§ Problem details:
Repeat verbatim, and only, the lines of the data below, beginning at the line that contains "self.items.push(InventoryItem::new(word, texture_path));" and stopping after the line that contains "store.add_inventory_item(&item.word, &item.texture_path);".
[Opening Dataset content section]
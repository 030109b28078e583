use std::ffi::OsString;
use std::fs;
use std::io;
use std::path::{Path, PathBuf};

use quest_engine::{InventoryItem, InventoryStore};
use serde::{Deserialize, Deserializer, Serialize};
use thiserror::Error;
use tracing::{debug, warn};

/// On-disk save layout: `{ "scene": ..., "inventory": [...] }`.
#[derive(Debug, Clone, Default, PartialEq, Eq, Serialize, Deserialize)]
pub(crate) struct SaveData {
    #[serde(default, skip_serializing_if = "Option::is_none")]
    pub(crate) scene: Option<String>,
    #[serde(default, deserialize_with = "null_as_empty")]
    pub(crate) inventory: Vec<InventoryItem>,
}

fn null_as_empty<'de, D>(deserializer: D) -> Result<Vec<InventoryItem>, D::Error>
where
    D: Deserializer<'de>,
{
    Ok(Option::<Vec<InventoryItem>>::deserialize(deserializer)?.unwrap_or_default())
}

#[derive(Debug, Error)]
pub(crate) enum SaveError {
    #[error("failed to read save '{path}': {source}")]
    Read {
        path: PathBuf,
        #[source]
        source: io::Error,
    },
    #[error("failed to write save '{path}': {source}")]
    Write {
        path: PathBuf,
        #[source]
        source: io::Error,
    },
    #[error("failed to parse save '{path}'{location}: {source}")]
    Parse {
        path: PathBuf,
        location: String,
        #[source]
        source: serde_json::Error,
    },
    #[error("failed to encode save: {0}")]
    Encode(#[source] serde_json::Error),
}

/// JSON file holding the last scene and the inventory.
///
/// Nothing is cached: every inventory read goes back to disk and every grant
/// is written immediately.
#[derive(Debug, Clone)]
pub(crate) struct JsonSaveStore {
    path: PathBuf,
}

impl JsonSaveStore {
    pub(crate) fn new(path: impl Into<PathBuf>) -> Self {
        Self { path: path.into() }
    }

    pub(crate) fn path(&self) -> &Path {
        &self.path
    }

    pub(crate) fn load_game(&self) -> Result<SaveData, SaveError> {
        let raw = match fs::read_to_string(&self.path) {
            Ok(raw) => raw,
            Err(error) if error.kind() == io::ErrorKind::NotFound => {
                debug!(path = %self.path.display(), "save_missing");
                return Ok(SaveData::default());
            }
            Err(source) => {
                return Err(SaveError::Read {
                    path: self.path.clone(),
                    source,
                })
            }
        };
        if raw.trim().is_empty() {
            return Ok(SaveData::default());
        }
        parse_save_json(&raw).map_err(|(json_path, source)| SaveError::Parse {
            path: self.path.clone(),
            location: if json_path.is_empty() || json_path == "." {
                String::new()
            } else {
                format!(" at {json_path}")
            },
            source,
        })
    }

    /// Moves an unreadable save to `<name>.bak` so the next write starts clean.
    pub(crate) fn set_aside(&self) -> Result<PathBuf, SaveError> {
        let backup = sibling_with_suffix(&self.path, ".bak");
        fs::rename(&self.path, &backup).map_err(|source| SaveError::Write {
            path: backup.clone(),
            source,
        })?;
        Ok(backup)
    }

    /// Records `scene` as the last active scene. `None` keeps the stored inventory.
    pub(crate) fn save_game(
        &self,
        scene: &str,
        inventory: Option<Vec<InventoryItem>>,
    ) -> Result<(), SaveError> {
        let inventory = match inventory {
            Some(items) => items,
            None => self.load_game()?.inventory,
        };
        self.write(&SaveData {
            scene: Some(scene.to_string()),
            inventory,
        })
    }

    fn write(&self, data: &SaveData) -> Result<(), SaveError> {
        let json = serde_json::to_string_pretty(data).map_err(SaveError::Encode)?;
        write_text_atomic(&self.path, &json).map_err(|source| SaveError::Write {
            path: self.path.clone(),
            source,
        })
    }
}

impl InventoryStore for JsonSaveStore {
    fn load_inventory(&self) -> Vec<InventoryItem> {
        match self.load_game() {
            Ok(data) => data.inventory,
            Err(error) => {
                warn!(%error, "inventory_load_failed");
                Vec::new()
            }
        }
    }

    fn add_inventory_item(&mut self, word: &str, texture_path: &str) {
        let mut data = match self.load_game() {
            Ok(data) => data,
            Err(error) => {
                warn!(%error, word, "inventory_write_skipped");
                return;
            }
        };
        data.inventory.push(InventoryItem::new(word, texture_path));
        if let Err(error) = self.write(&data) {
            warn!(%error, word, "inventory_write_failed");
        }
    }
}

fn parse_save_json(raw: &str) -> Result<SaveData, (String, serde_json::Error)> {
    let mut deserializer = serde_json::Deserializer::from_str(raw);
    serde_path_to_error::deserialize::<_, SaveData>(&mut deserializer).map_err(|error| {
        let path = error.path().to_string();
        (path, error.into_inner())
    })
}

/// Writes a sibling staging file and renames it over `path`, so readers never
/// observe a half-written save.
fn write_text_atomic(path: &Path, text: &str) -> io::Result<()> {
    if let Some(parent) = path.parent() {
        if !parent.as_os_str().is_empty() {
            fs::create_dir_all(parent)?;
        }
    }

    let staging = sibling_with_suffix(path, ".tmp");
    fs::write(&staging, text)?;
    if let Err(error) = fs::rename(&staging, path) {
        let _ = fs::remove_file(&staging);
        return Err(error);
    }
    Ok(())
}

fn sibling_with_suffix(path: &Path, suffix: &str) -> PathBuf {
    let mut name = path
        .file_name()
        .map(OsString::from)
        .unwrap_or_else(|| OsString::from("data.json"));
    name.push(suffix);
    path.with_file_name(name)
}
[Closing Dataset content section]
[Opening Dataset content section]
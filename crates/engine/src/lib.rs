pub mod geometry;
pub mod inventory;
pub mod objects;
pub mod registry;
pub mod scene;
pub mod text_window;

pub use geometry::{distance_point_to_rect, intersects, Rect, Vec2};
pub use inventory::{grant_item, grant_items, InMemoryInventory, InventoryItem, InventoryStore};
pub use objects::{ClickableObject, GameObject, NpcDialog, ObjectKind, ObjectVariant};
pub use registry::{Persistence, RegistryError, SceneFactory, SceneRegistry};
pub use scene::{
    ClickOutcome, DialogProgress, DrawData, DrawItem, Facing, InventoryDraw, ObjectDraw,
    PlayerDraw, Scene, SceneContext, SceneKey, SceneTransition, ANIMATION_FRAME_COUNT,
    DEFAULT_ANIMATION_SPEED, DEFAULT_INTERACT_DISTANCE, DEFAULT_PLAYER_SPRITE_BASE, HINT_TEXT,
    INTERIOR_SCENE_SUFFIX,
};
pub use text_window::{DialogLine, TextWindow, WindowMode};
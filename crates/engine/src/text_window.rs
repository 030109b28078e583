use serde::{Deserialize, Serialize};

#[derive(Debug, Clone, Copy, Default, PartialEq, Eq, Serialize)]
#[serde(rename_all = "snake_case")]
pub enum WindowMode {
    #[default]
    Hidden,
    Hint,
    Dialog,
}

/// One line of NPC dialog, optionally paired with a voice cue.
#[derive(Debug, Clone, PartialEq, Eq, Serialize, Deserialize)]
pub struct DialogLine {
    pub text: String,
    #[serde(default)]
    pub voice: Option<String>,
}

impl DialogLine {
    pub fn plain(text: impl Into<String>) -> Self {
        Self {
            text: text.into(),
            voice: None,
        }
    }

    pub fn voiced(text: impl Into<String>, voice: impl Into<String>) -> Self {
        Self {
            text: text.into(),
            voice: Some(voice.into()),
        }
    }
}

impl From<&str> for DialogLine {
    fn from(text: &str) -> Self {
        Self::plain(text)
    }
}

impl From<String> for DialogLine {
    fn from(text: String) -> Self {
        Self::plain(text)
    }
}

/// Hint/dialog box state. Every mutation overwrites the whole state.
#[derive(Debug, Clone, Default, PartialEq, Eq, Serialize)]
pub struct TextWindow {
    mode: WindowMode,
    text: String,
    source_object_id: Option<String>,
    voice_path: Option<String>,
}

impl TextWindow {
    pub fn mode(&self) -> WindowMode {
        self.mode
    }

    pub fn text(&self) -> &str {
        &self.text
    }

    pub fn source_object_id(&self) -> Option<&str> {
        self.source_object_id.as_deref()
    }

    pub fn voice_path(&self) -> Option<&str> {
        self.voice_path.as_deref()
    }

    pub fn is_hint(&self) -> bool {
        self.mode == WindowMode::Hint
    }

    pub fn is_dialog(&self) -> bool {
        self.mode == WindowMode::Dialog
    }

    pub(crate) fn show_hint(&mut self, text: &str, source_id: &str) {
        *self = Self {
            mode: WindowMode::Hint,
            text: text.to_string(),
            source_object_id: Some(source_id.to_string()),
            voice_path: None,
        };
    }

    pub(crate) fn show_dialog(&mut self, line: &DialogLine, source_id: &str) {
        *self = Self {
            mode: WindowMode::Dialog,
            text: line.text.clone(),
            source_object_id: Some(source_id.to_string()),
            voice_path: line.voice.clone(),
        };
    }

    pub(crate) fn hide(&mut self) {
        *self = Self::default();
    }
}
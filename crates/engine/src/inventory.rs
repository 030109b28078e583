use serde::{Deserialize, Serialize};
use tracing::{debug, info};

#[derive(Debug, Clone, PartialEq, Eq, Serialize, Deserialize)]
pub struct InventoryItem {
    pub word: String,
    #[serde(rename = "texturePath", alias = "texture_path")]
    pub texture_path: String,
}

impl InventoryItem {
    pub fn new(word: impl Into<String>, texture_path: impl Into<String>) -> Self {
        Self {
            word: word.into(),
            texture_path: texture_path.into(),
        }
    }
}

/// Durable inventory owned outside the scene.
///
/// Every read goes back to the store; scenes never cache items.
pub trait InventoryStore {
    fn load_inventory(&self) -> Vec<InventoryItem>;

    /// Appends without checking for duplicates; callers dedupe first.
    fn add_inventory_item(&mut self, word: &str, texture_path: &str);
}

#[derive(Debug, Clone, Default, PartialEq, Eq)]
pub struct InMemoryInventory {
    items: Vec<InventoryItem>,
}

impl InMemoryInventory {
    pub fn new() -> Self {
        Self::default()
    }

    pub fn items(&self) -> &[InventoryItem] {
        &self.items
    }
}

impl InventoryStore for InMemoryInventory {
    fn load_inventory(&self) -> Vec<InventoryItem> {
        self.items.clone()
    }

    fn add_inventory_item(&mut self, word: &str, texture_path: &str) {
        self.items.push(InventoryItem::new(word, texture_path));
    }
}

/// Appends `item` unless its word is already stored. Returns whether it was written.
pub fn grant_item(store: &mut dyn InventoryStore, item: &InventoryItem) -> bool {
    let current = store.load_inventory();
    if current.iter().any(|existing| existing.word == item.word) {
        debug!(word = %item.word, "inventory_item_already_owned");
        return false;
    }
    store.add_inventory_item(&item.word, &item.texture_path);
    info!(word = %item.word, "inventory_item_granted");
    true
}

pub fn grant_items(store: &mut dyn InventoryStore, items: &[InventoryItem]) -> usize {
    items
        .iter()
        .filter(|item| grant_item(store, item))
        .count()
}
[Closing Dataset content section]
§ Exercise result:
        self.items.push(InventoryItem::new(word, texture_path));
    }
}

/// Appends `item` unless its word is already stored. Returns whether it was written.
pub fn grant_item(store: &mut dyn InventoryStore, item: &InventoryItem) -> bool {
    let current = store.load_inventory();
    if current.iter().any(|existing| existing.word == item.word) {
        debug!(word = %item.word, "inventory_item_already_owned");
        return false;
    }
    store.add_inventory_item(&item.word, &item.texture_path);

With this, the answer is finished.